Crônica

A etiqueta é a arma do negócio

Pelas mãos do marketing, a arte de criar etiquetas chamativas, esses festivais deixaram, há tempos, de indicar um estilo de música. Seus nomes passaram a ser pretexto para vender festas a multidões

Por Sergio Leo  — O sucesso de um Rock in Rio com estrelas como Zeca Pagodinho, Alcione, Belo e Luiza Sonsa animou os cariocas a lançarem um Jazz in Rio e escalar Lenine, Alceu Valença e Toni Garrido, entre outros astros situados a anos-luz desse estilo musical. Nessa toada, podemos esperar o Hip-Hop in Rio com Maiara e Maraisa, Shakira e Bruno Mars. Tudo vale a pena quando as verbas não são pequenas.

Pelas mãos do marketing, a arte de criar etiquetas chamativas, esses festivais deixaram, há tempos, de indicar um estilo de música. Seus nomes passaram a ser pretexto para vender festas a multidões. Servem, muito provavelmente, só para dar uma pista do cardápio oferecido nessas baladas: no Rock in Rio, a turma bebeu chopp e Red Bull e comeu sanduíches e frango empanado; no Jazz in Rio é capaz de servirem carpaccios e bruschettas regados a vinho, uísque e negroni.

Os criadores desses eventos coletivos parecem ligeiramente inspirados na linguagem persuasiva dos coaches, esse tipo de ilusionista moderno com talento para ficar rico exibindo o dinheiro que ganhou...dizendo às pessoas como enriquecer. Do lazer ao trabalho, tudo que é sólido se desmancha em propaganda.

O que importa, afinal, não é o que você oferece, mas o rótulo em que se empacota o que é oferecido. Ou, na linguagem coach, o importante, no fim do dia, não é como você performa, mas a entrega que você anuncia como seu target.

Parece outra língua; e é. Assim como os títulos dos festivais de música servem só de pretexto e chamariz para quem quer se perder no meio da galera com alto-falantes à toda, o universo do coach adotou um idioma próprio, para vender o mito do self made man (ou woman) — em português, empreendedor(a) de sucesso que saiu do zero.

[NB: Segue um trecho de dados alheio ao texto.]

//! Compile format patterns into opcode streams.
//!
//! Patterns follow the common date format pattern syntax: runs of the letters in
//! [`PATTERN_LETTERS`](crate::field::PATTERN_LETTERS) select fields, with the run length
//! controlling the output width; everything else passes through as literal text. Single quotes
//! delimit literal text that may contain pattern letters, and two consecutive quotes produce one
//! literal quote, inside or outside quoted text. Square brackets pass through literally but must
//! balance.
//!
//! # Examples
//!
//! ```
//! # use pattern::compile::compile;
//! let program = compile("yyyy-MM-dd'T'HH:mm:ss").unwrap();
//! assert!(!program.standalone_month());
//! ```

use core::{error, fmt};
use alloc::string::String;
use alloc::vec::Vec;
use crate::code::{encode, Program, TAG_LITERAL_CHAR, TAG_LITERAL_RUN};
use crate::field::Field;

/// Error type for pattern compilation.
#[derive(Debug, PartialEq)]
pub enum CompileError {
	/// An ASCII letter outside quotes is not a pattern letter.
	IllegalPatternCharacter(char),
	/// A quoted section was opened but never closed.
	UnterminatedQuote,
	/// A `]` without a matching `[`, or a `[` without a matching `]`.
	UnbalancedBracket,
	/// The ISO zone field (`X`) was repeated more than three times.
	IsoOffsetTooLong(usize)
}

impl fmt::Display for CompileError {
	fn fmt(&self, f: &mut fmt::Formatter<'_>) -> fmt::Result {
		match self {
			CompileError::IllegalPatternCharacter(c) => {
				write!(f, "Illegal pattern character '{}'", c)
			},
			CompileError::UnterminatedQuote => write!(f, "Unterminated quote in pattern"),
			CompileError::UnbalancedBracket => write!(f, "Unbalanced bracket in pattern"),
			CompileError::IsoOffsetTooLong(n) => {
				write!(f, "Invalid ISO 8601 offset field of length {}", n)
			}
		}
	}
}

impl error::Error for CompileError {}

/// Compilation state: the output stream, the pending field run, and the opcode census that
/// determines the standalone month flag.
struct Compiler {
	out: Vec<u16>,
	run: Option<(Field, usize)>,
	depth: usize,
	ops: usize,
	month_only: bool
}

impl Compiler {
	fn new() -> Compiler {
		Compiler {
			out: Vec::new(),
			run: None,
			depth: 0,
			ops: 0,
			month_only: false
		}
	}

	/// Extend the pending field run, or start a new one.
	fn field(&mut self, field: Field) -> Result<(), CompileError> {
		match &mut self.run {
			Some((f, count)) if *f == field => *count += 1,
			_ => {
				self.flush()?;
				self.run = Some((field, 1));
			}
		}
		Ok(())
	}

	/// Emit the pending field run, if any.
	fn flush(&mut self) -> Result<(), CompileError> {
		if let Some((field, count)) = self.run.take() {
			if field == Field::IsoZone && count > 3 {
				return Err(CompileError::IsoOffsetTooLong(count));
			}
			encode(field.tag(), count, &mut self.out);
			self.ops += 1;
			self.month_only = field == Field::Month;
		}
		Ok(())
	}

	/// Emit a single literal ASCII character.
	fn literal_char(&mut self, c: char) {
		encode(TAG_LITERAL_CHAR, c as usize, &mut self.out);
		self.ops += 1;
		self.month_only = false;
	}

	/// Emit a run of literal text as UTF-16 code units.
	fn literal_run(&mut self, text: &str) {
		let units: Vec<u16> = text.encode_utf16().collect();
		encode(TAG_LITERAL_RUN, units.len(), &mut self.out);
		self.out.extend(units);
		self.ops += 1;
		self.month_only = false;
	}

	/// Emit quoted text, collapsed to a single-character opcode when possible.
	fn quoted(&mut self, text: &str) {
		let mut chars = text.chars();
		match (chars.next(), chars.next()) {
			(Some(c), None) if c.is_ascii() => self.literal_char(c),
			_ => self.literal_run(text)
		}
	}

	/// Track bracket balance for a literal character.
	fn bracket(&mut self, c: char) -> Result<(), CompileError> {
		match c {
			'[' => self.depth += 1,
			']' => self.depth = self.depth.checked_sub(1).ok_or(CompileError::UnbalancedBracket)?,
			_ => ()
		}
		Ok(())
	}

	fn finish(mut self) -> Result<Program, CompileError> {
		self.flush()?;
		if self.depth != 0 {
			return Err(CompileError::UnbalancedBracket);
		}
		Ok(Program::new(self.out, self.ops == 1 && self.month_only))
	}
}

/// Compile a format pattern into a [`Program`].
///
/// # Errors
///
/// Returns [`CompileError`] if the pattern uses an ASCII letter that is not a pattern letter,
/// leaves a quote or bracket unclosed, or repeats the ISO zone field more than three times.
///
/// # Examples
///
/// ```
/// # use pattern::compile::{compile, CompileError};
/// assert!(compile("yyyy-MM-dd").is_ok());
/// assert!(compile("EEEE, d. MMMM y").is_ok());
/// assert_eq!(compile("yyyy-bb"), Err(CompileError::IllegalPatternCharacter('b')));
/// assert_eq!(compile("'midnight"), Err(CompileError::UnterminatedQuote));
/// ```
pub fn compile(pattern: &str) -> Result<Program, CompileError> {
	let chars: Vec<char> = pattern.chars().collect();
	let mut c = Compiler::new();
	let mut quote: Option<String> = None;
	let mut i = 0;

	while i < chars.len() {
		let ch = chars[i];

		if ch == '\'' {
			// Two consecutive quotes are one literal quote, inside or outside quoted text
			if chars.get(i + 1) == Some(&'\'') {
				match &mut quote {
					Some(buffer) => buffer.push('\''),
					None => {
						c.flush()?;
						c.literal_char('\'');
					}
				}
				i += 2;
				continue;
			}
			match quote.take() {
				Some(buffer) => c.quoted(&buffer),
				None => {
					c.flush()?;
					quote = Some(String::new());
				}
			}
			i += 1;
			continue;
		}

		if let Some(buffer) = &mut quote {
			buffer.push(ch);
			i += 1;
			continue;
		}

		if ch.is_ascii_alphabetic() {
			let field = Field::from_letter(ch)
				.ok_or(CompileError::IllegalPatternCharacter(ch))?;
			c.field(field)?;
			i += 1;
			continue;
		}

		c.flush()?;
		if ch.is_ascii() {
			c.bracket(ch)?;
			c.literal_char(ch);
			i += 1;
		} else {
			// Non-ASCII text swallows everything up to the next quote or ASCII letter, so
			// surrounding punctuation lands in the same run
			let start = i;
			while i < chars.len() && chars[i] != '\'' && !chars[i].is_ascii_alphabetic() {
				c.bracket(chars[i])?;
				i += 1;
			}
			let text: String = chars[start..i].iter().collect();
			c.literal_run(&text);
		}
	}

	if quote.is_some() {
		return Err(CompileError::UnterminatedQuote);
	}
	c.finish()
}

São novas palavras para velhos conceitos, ou novos significados para palavras agasalhadas pelo mundo corporativo. Pense em “jornada”, por exemplo.

Hoje, do burocrata à celebridade, da diretora de empresa ao professor, todos falam de seu trabalho como “jornada” pessoal. O termo evoca epopeias de modernos Ulisses, aquele executivo empreendedor que teve um retorno glorioso da Guerra de Tróia, numa jornada heroica contra sereias, truques de Posseidon e o risco de ser passado para trás pela fiel companheira que havia deixado em casa.

A diferença é que raramente essa Odisseia de heróis contemporâneos cantada pelos coachs envolve algo além de uma vida de burocracias cumpridas e horários obedecidos. Por isso, no linguajar enfeitiçado da turma de Recursos Humanos, o poder mágico da Jornada os transforma, de funcionários, em “colaboradores”.

Pelo menos, os empregados cansados de colaborar sem receber bônus ou aumentos de salário também podem exercitar seus poderes de autopropaganda. E para estes, existe até uma fabulosa Coreia do Norte das redes sociais, universo cujo nome soa como uma palavra mágica, rima com Pirlimpimpim. É possível que você tenha perfil nessa rede, território de sonhos, onde, como no país regido por Kim Jong-Il, só se veem fotos de pessoas felizes, proativas, que amam os chefes e trabalham pelo bem comum. Onde se colhem likes e, com sorte, novos empregos.

O resto é rock, bebê.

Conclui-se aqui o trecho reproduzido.